We ate a LOT of laap in Laos and this was amongst the best. According to Wikipedia, “laap is the national dish of Laos and its popularity has spread to Northeastern Thailand, where the cuisine is heavily influenced by Laos. It is quite common to see this popular meat salad served at Lao and Thai restaurants. Also spelled larb, larp, laab is a type of meat salad. It is most often made with chicken, beef, pork of fish and flavoured with fish sauce and lime juice.
The meat can be either raw or cooked; it is minced and mixed with chili and mint and, optionally, assorted vegetables. Roughly ground toasted rice (kao kua) is also a very important component of the dish. The dish is served at room temperature and usually with a serving of sticky rice as is customary in Laos.”

I would highly recommend a trip to Khop Chai Deu if you are ever in Vientiane. Lao purists might argue that it’s Lao food for Westerners but hey, that’s what we are. Our guide, married to a Lao woman, makes a point of visiting each time he’s in Vientiane. We thoroughly enjoyed the atmosphere and the food so for me that’s enough reason to recommend.

11 thoughts on “Khop Chai Deu, Vientiane (Laos)”

  1. I tried a scorpion in Beijing. It tasted like deep fried prawn head with loads of seasoning. If we do head to Laos, I will need to get details off you!

  2. Penny – oh Neil would definitely be into deep fried scorpion!!

    Jessie – there was a lot of food we've never heard of over this side of the world – that's what I love about travelling..
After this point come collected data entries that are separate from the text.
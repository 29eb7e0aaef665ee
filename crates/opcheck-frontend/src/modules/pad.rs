use crate::error::Result;
use crate::functional;
use crate::module::{expect_inputs, Module};
use crate::tracer::Tracer;
use opcheck_core::{DataType, NodeAttribute, PadMode, Tensor};
use std::collections::HashMap;

/// `F.pad(x, pads, mode, value)` with pads fixed at construction.
#[derive(Debug, Clone)]
pub struct PadModule {
    pads: Vec<i64>,
    mode: PadMode,
    value: Option<f64>,
}

impl PadModule {
    /// Create a pad module. Widths are passed through unmodified.
    pub fn new(pads: Vec<i64>, mode: PadMode, value: Option<f64>) -> Self {
        Self { pads, mode, value }
    }

    /// Padding widths.
    pub fn pads(&self) -> &[i64] {
        &self.pads
    }
}

fn pad_attributes(mode: PadMode, value: Option<f64>) -> HashMap<String, NodeAttribute> {
    let mut attrs = HashMap::new();
    attrs.insert(
        "mode".to_string(),
        NodeAttribute::String(mode.name().to_string()),
    );
    if let Some(value) = value {
        attrs.insert("value".to_string(), NodeAttribute::Float(value));
    }
    attrs
}

impl Module for PadModule {
    fn op_tag(&self) -> &str {
        "aten::pad"
    }

    fn forward(&self, inputs: &[Tensor]) -> Result<Vec<Tensor>> {
        expect_inputs("PadModule", inputs, 1)?;
        Ok(vec![functional::pad(
            &inputs[0],
            &self.pads,
            self.mode,
            self.value,
        )?])
    }

    fn trace(&self, tracer: &mut Tracer, inputs: &[String]) -> Result<Vec<String>> {
        expect_inputs("PadModule", inputs, 1)?;
        let mut attrs = pad_attributes(self.mode, self.value);
        attrs.insert("pads".to_string(), NodeAttribute::IntArray(self.pads.clone()));
        tracer.call("aten::pad", &inputs[..1], attrs)
    }
}

/// Pads the last two dimensions by runtime widths `(pad_w, pad_h)`, split
/// as `[w // 2, w - w // 2, h // 2, h - h // 2]`.
///
/// `mode` is part of the case identity but is not applied: padding is
/// always constant with `value`.
#[derive(Debug, Clone)]
pub struct ListPadModule {
    mode: PadMode,
    value: Option<f64>,
}

impl ListPadModule {
    /// Create a list-padding module.
    pub fn new(mode: PadMode, value: Option<f64>) -> Self {
        Self { mode, value }
    }

    /// Mode the case was declared with.
    pub fn mode(&self) -> PadMode {
        self.mode
    }

    fn split(width: &Tensor, two: &Tensor) -> Result<(Tensor, Tensor)> {
        let half = functional::floor_divide(width, two)?;
        let rest = functional::sub(width, &half, 1.0)?;
        Ok((half, rest))
    }
}

impl Module for ListPadModule {
    fn op_tag(&self) -> &str {
        "aten::pad"
    }

    fn forward(&self, inputs: &[Tensor]) -> Result<Vec<Tensor>> {
        expect_inputs("ListPadModule", inputs, 3)?;
        let two = Tensor::full(2.0, vec![], inputs[1].dtype())?;
        let (w_begin, w_end) = Self::split(&inputs[1], &two)?;
        let (h_begin, h_end) = Self::split(&inputs[2], &two)?;
        let pads = [w_begin, w_end, h_begin, h_end]
            .iter()
            .map(Tensor::scalar_i64)
            .collect::<anyhow::Result<Vec<i64>>>()?;
        Ok(vec![functional::pad(
            &inputs[0],
            &pads,
            PadMode::Constant,
            self.value,
        )?])
    }

    fn trace(&self, tracer: &mut Tracer, inputs: &[String]) -> Result<Vec<String>> {
        expect_inputs("ListPadModule", inputs, 3)?;
        let width_type = tracer
            .value(&inputs[1])
            .map(Tensor::dtype)
            .unwrap_or(DataType::I32);
        let two = tracer.constant(Tensor::full(2.0, vec![], width_type)?)?;

        let mut items = Vec::with_capacity(4);
        for width in &inputs[1..] {
            let half = tracer.call(
                "aten::floor_divide",
                &[width.clone(), two.clone()],
                HashMap::new(),
            )?;
            let rest = tracer.call("aten::sub", &[width.clone(), half[0].clone()], HashMap::new())?;
            items.push(half[0].clone());
            items.push(rest[0].clone());
        }
        let list = tracer.call("prim::ListConstruct", &items, HashMap::new())?;

        let attrs = pad_attributes(PadMode::Constant, self.value);
        tracer.call("aten::pad", &[inputs[0].clone(), list[0].clone()], attrs)
    }
}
  3. Khop Chai Deu for another great post on traveling throughout Laos! Though we didn't check it out while we were in New Orleans, the Audubon Institute Bug Appetit cooks up bug dishes.

  4. I think I would try the deep fried bugs…I am always up for trying something atleast once. It is my motto for my four yr. old…I gotta follow it too.

  5. Hello,

    I have a classmate back in college who brought some fried locusts in school, those who tried it said it's good and has a nutty taste to it… I couldn't bring myself to try it though..

    Have a nice day! 🙂

  6. I would like to taste different foods from other countries but those fried insects are just off limits. No way am I going to eat that. Not even a scorpion unless someone serves it to me in a different without telling me that it's something else. If you go to China, you might those too. But at least there are interesting and flavorful foods. Interesting trip. I would love to travel again.

  7. High/Low – you're welcome! We're in NOLA next March so might have to check that out (well some of us!)

    Miranda – it's a good motto!

    Olive – I think "nutty" was one adjective used to describe them…

    Cathy – it wasn't as bad as in Panama but it taught him to trust the servers when they cautioned him against the spice…

    Divina – I might have eaten it had it been disguised as something else but they looked like insects so that was it for me!